» **TASK TO COMPLETE**: Word for word, transcribe the data below from the line with "pub fn encode_into(&self, encoder: &mut" to the line with "let encoded = Transaction::<Ping>::new().encode().unwrap();", keeping both of those lines.

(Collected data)
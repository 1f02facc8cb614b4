//! The shared transaction shape and its two-phase encode.

use std::fmt;
use std::time::Duration;

use hedera_types::{AccountReference, Hbar, Result, TransactionId};

use crate::config::SdkConfig;
use crate::encoder::{EncodedTransaction, FieldEncoder};

/// Capability every transaction kind implements.
///
/// The set of kinds is open: a new ledger operation is a new type
/// implementing this trait, wrapped in [`Transaction`].
pub trait TransactionData: Clone + fmt::Debug {
    /// Short camelCase name of the operation, used in logs.
    fn kind(&self) -> &'static str;

    /// Write this kind's own fields. Called before the shared fields.
    fn encode_fields(&self, encoder: &mut FieldEncoder) -> Result<()>;
}

/// Fields every transaction carries regardless of kind.
#[derive(Clone, Debug, Default, PartialEq, Eq)]
pub struct TransactionBase {
    /// Nodes the transaction may be submitted to. `None` lets the client pick.
    pub node_account_ids: Option<Vec<AccountReference>>,

    /// Upper bound on the fee the payer is willing to pay.
    pub max_transaction_fee: Option<Hbar>,

    pub transaction_memo: String,

    /// How long after the valid start the transaction may be processed.
    /// Encoded in whole seconds; any sub-second part is truncated.
    pub transaction_valid_duration: Option<Duration>,

    pub transaction_id: Option<TransactionId>,
}

impl TransactionBase {
    /// Append the shared fields. Always runs after the kind's own fields.
    fn encode_fields(&self, encoder: &mut FieldEncoder) -> Result<()> {
        encoder.encode("nodeAccountIds", &self.node_account_ids)?;
        encoder.encode("maxTransactionFee", &self.max_transaction_fee)?;
        encoder.encode("transactionMemo", &self.transaction_memo)?;
        encoder.encode(
            "transactionValidDuration",
            &self.transaction_valid_duration.map(|d| d.as_secs()),
        )?;
        encoder.encode("transactionId", &self.transaction_id)
    }
}

/// A transaction request: kind-specific data plus the shared base fields.
///
/// Built with chained setters that take and return `&mut Self`; later calls
/// overwrite earlier ones. Setters never validate. Finish every mutation
/// before calling [`Transaction::encode`].
#[derive(Clone, Debug, Default, PartialEq, Eq)]
pub struct Transaction<D> {
    base: TransactionBase,
    data: D,
}

impl<D: Default> Transaction<D> {
    /// A transaction with every field at its default.
    pub fn new() -> Self {
        Self::default()
    }
}

impl<D> Transaction<D> {
    /// Assemble a transaction directly from its final field values.
    pub fn from_parts(base: TransactionBase, data: D) -> Self {
        Self { base, data }
    }

    pub fn base(&self) -> &TransactionBase {
        &self.base
    }

    pub fn data(&self) -> &D {
        &self.data
    }

    pub(crate) fn data_mut(&mut self) -> &mut D {
        &mut self.data
    }

    pub fn into_parts(self) -> (TransactionBase, D) {
        (self.base, self.data)
    }

    pub fn get_node_account_ids(&self) -> Option<&[AccountReference]> {
        self.base.node_account_ids.as_deref()
    }

    /// Sets the nodes this transaction may be submitted to.
    pub fn node_account_ids(
        &mut self,
        ids: impl IntoIterator<Item = AccountReference>,
    ) -> &mut Self {
        self.base.node_account_ids = Some(ids.into_iter().collect());
        self
    }

    pub fn get_max_transaction_fee(&self) -> Option<Hbar> {
        self.base.max_transaction_fee
    }

    /// Sets the maximum fee the payer is willing to pay.
    pub fn max_transaction_fee(&mut self, fee: Hbar) -> &mut Self {
        self.base.max_transaction_fee = Some(fee);
        self
    }

    pub fn get_transaction_memo(&self) -> &str {
        &self.base.transaction_memo
    }

    /// Sets a note to attach to the transaction.
    pub fn transaction_memo(&mut self, memo: impl Into<String>) -> &mut Self {
        self.base.transaction_memo = memo.into();
        self
    }

    pub fn get_transaction_valid_duration(&self) -> Option<Duration> {
        self.base.transaction_valid_duration
    }

    /// Sets how long the transaction stays valid after its valid start.
    ///
    /// The wire field is whole seconds: `1.5s` encodes as `1`.
    pub fn transaction_valid_duration(&mut self, duration: Duration) -> &mut Self {
        self.base.transaction_valid_duration = Some(duration);
        self
    }

    pub fn get_transaction_id(&self) -> Option<TransactionId> {
        self.base.transaction_id
    }

    /// Sets an explicit transaction id instead of generating one.
    pub fn transaction_id(&mut self, id: TransactionId) -> &mut Self {
        self.base.transaction_id = Some(id);
        self
    }

    /// Fill unset shared fields from `config`. Explicit values are kept.
    ///
    /// A transaction id is only generated when the config names an operator.
    pub fn apply_defaults(&mut self, config: &SdkConfig) -> &mut Self {
        if self.base.max_transaction_fee.is_none() {
            self.base.max_transaction_fee = Some(config.default_max_transaction_fee);
        }
        if self.base.transaction_valid_duration.is_none() {
            self.base.transaction_valid_duration = Some(config.default_transaction_valid_duration());
        }
        if self.base.transaction_id.is_none() {
            if let Some(operator) = config.operator_account_id {
                self.base.transaction_id = Some(TransactionId::generate(operator));
            }
        }
        self
    }
}

impl<D: TransactionData> Transaction<D> {
    /// Write kind fields, then shared fields, into `encoder`.
    ///
    /// The order is part of the wire format. On error every field this call
    /// wrote is removed again, leaving `encoder` as it was passed in.
    pub fn encode_into(&self, encoder: &mut FieldEncoder) -> Result<()> {
        let start = encoder.len();
        let written = self
            .data
            .encode_fields(encoder)
            .and_then(|()| self.base.encode_fields(encoder));
        if written.is_err() {
            encoder.truncate(start);
        }
        written
    }

    /// Produce the immutable keyed encoding of this transaction.
    pub fn encode(&self) -> Result<EncodedTransaction> {
        let mut encoder = FieldEncoder::new();
        if let Err(e) = self.encode_into(&mut encoder) {
            tracing::debug!(kind = self.data.kind(), error = %e, "transaction encoding failed");
            return Err(e);
        }
        let encoded = encoder.finish();
        tracing::debug!(kind = self.data.kind(), fields = encoded.len(), "encoded transaction");
        Ok(encoded)
    }
}

#[cfg(test)]
mod tests {
    use super::*;
    use hedera_types::{Error, PublicKey, Timestamp};
    use serde_json::{json, Value};

    #[derive(Clone, Debug, Default, PartialEq)]
    struct Ping {
        count: u32,
    }

    impl TransactionData for Ping {
        fn kind(&self) -> &'static str {
            "ping"
        }

        fn encode_fields(&self, encoder: &mut FieldEncoder) -> Result<()> {
            encoder.encode("count", &self.count)
        }
    }

    #[derive(Clone, Debug, Default)]
    struct Clashing;

    impl TransactionData for Clashing {
        fn kind(&self) -> &'static str {
            "clashing"
        }

        fn encode_fields(&self, encoder: &mut FieldEncoder) -> Result<()> {
            encoder.encode("transactionMemo", "mine")
        }
    }

    #[test]
    fn variant_fields_come_before_base_fields() {
        let encoded = Transaction::from_parts(TransactionBase::default(), Ping { count: 3 })
            .encode()
            .unwrap();

        assert_eq!(
            encoded.keys().collect::<Vec<_>>(),
            [
                "count",
                "nodeAccountIds",
                "maxTransactionFee",
                "transactionMemo",
                "transactionValidDuration",
                "transactionId",
            ]
        );
    }

    #[test]
    fn unset_base_fields_encode_as_null() {
        let encoded = Transaction::<Ping>::new().encode().unwrap();
        assert_eq!(encoded.get("nodeAccountIds"), Some(&Value::Null));
        assert_eq!(encoded.get("maxTransactionFee"), Some(&Value::Null));
        assert_eq!(encoded.get("transactionMemo"), Some(&json!("")));
        assert_eq!(encoded.get("transactionValidDuration"), Some(&Value::Null));
        assert_eq!(encoded.get("transactionId"), Some(&Value::Null));
    }

    #[test]
    fn base_setters_chain_and_encode() {
        let id = TransactionId::with_valid_start(
            AccountReference::from_num(1001),
            Timestamp::new(1_700_000_000, 0),
        );
        let mut tx = Transaction::<Ping>::new();
        tx.node_account_ids([AccountReference::from_num(3), AccountReference::from_num(4)])
            .max_transaction_fee(Hbar::new(2))
            .transaction_memo("hello")
            .transaction_valid_duration(Duration::from_secs(120))
            .transaction_id(id);

        assert_eq!(tx.get_transaction_memo(), "hello");
        assert_eq!(tx.get_node_account_ids().map(<[_]>::len), Some(2));

        let encoded = tx.encode().unwrap();
        assert_eq!(encoded.get("nodeAccountIds"), Some(&json!(["0.0.3", "0.0.4"])));
        assert_eq!(encoded.get("maxTransactionFee"), Some(&json!(200_000_000)));
        assert_eq!(encoded.get("transactionMemo"), Some(&json!("hello")));
        assert_eq!(encoded.get("transactionValidDuration"), Some(&json!(120)));
        assert_eq!(
            encoded.get("transactionId"),
            Some(&json!("0.0.1001@1700000000.000000000"))
        );
    }

    #[test]
    fn last_write_wins() {
        let mut tx = Transaction::<Ping>::new();
        tx.transaction_memo("first").transaction_memo("second");
        assert_eq!(tx.get_transaction_memo(), "second");
    }

    #[test]
    fn variant_shadowing_a_base_key_fails_to_encode() {
        let err = Transaction::<Clashing>::new().encode().unwrap_err();
        assert!(matches!(err, Error::Encoding(_)));
    }

    #[test]
    fn failed_encode_into_leaves_encoder_untouched() {
        let mut tx = Transaction::<Ping>::new();
        tx.node_account_ids([AccountReference::aliased(0, 0, PublicKey([9u8; 32]))]);

        let mut encoder = FieldEncoder::new();
        encoder.encode("envelope", &1).unwrap();
        assert!(matches!(tx.encode_into(&mut encoder), Err(Error::Encoding(_))));

        let encoded = encoder.finish();
        assert_eq!(encoded.keys().collect::<Vec<_>>(), ["envelope"]);
    }

    #[test]
    fn valid_duration_encodes_whole_seconds() {
        let mut tx = Transaction::<Ping>::new();
        tx.transaction_valid_duration(Duration::from_millis(1_500));
        let encoded = tx.encode().unwrap();
        assert_eq!(encoded.get("transactionValidDuration"), Some(&json!(1)));
    }

    #[test]
    fn alias_node_account_fails_to_encode() {
        let mut tx = Transaction::<Ping>::new();
        tx.node_account_ids([AccountReference::aliased(0, 0, PublicKey([9u8; 32]))]);
        assert!(matches!(tx.encode(), Err(Error::Encoding(_))));
    }

    #[test]
    fn apply_defaults_fills_only_unset_fields() {
        let config = SdkConfig {
            operator_account_id: Some(AccountReference::from_num(2)),
            ..SdkConfig::default()
        };

        let mut tx = Transaction::<Ping>::new();
        tx.max_transaction_fee(Hbar::new(7));
        tx.apply_defaults(&config);

        assert_eq!(tx.get_max_transaction_fee(), Some(Hbar::new(7)));
        assert_eq!(tx.get_transaction_valid_duration(), Some(Duration::from_secs(120)));
        let id = tx.get_transaction_id().expect("generated from operator");
        assert_eq!(id.account_id, AccountReference::from_num(2));
    }

    #[test]
    fn apply_defaults_without_operator_leaves_id_unset() {
        let mut tx = Transaction::<Ping>::new();
        tx.apply_defaults(&SdkConfig::default());
        assert_eq!(tx.get_max_transaction_fee(), Some(SdkConfig::default().default_max_transaction_fee));
        assert!(tx.get_transaction_id().is_none());
    }
}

» **RESPONSE TO THIS TASK**:
    pub fn encode_into(&self, encoder: &mut FieldEncoder) -> Result<()> {
        let start = encoder.len();
        let written = self
            .data
            .encode_fields(encoder)
            .and_then(|()| self.base.encode_fields(encoder));
        if written.is_err() {
            encoder.truncate(start);
        }
        written
    }

    /// Produce the immutable keyed encoding of this transaction.
    pub fn encode(&self) -> Result<EncodedTransaction> {
        let mut encoder = FieldEncoder::new();
        if let Err(e) = self.encode_into(&mut encoder) {
            tracing::debug!(kind = self.data.kind(), error = %e, "transaction encoding failed");
            return Err(e);
        }
        let encoded = encoder.finish();
        tracing::debug!(kind = self.data.kind(), fields = encoded.len(), "encoded transaction");
        Ok(encoded)
    }
}

#[cfg(test)]
mod tests {
    use super::*;
    use hedera_types::{Error, PublicKey, Timestamp};
    use serde_json::{json, Value};

    #[derive(Clone, Debug, Default, PartialEq)]
    struct Ping {
        count: u32,
    }

    impl TransactionData for Ping {
        fn kind(&self) -> &'static str {
            "ping"
        }

        fn encode_fields(&self, encoder: &mut FieldEncoder) -> Result<()> {
            encoder.encode("count", &self.count)
        }
    }

    #[derive(Clone, Debug, Default)]
    struct Clashing;

    impl TransactionData for Clashing {
        fn kind(&self) -> &'static str {
            "clashing"
        }

        fn encode_fields(&self, encoder: &mut FieldEncoder) -> Result<()> {
            encoder.encode("transactionMemo", "mine")
        }
    }

    #[test]
    fn variant_fields_come_before_base_fields() {
        let encoded = Transaction::from_parts(TransactionBase::default(), Ping { count: 3 })
            .encode()
            .unwrap();

        assert_eq!(
            encoded.keys().collect::<Vec<_>>(),
            [
                "count",
                "nodeAccountIds",
                "maxTransactionFee",
                "transactionMemo",
                "transactionValidDuration",
                "transactionId",
            ]
        );
    }

    #[test]
    fn unset_base_fields_encode_as_null() {
        let encoded = Transaction::<Ping>::new().encode().unwrap();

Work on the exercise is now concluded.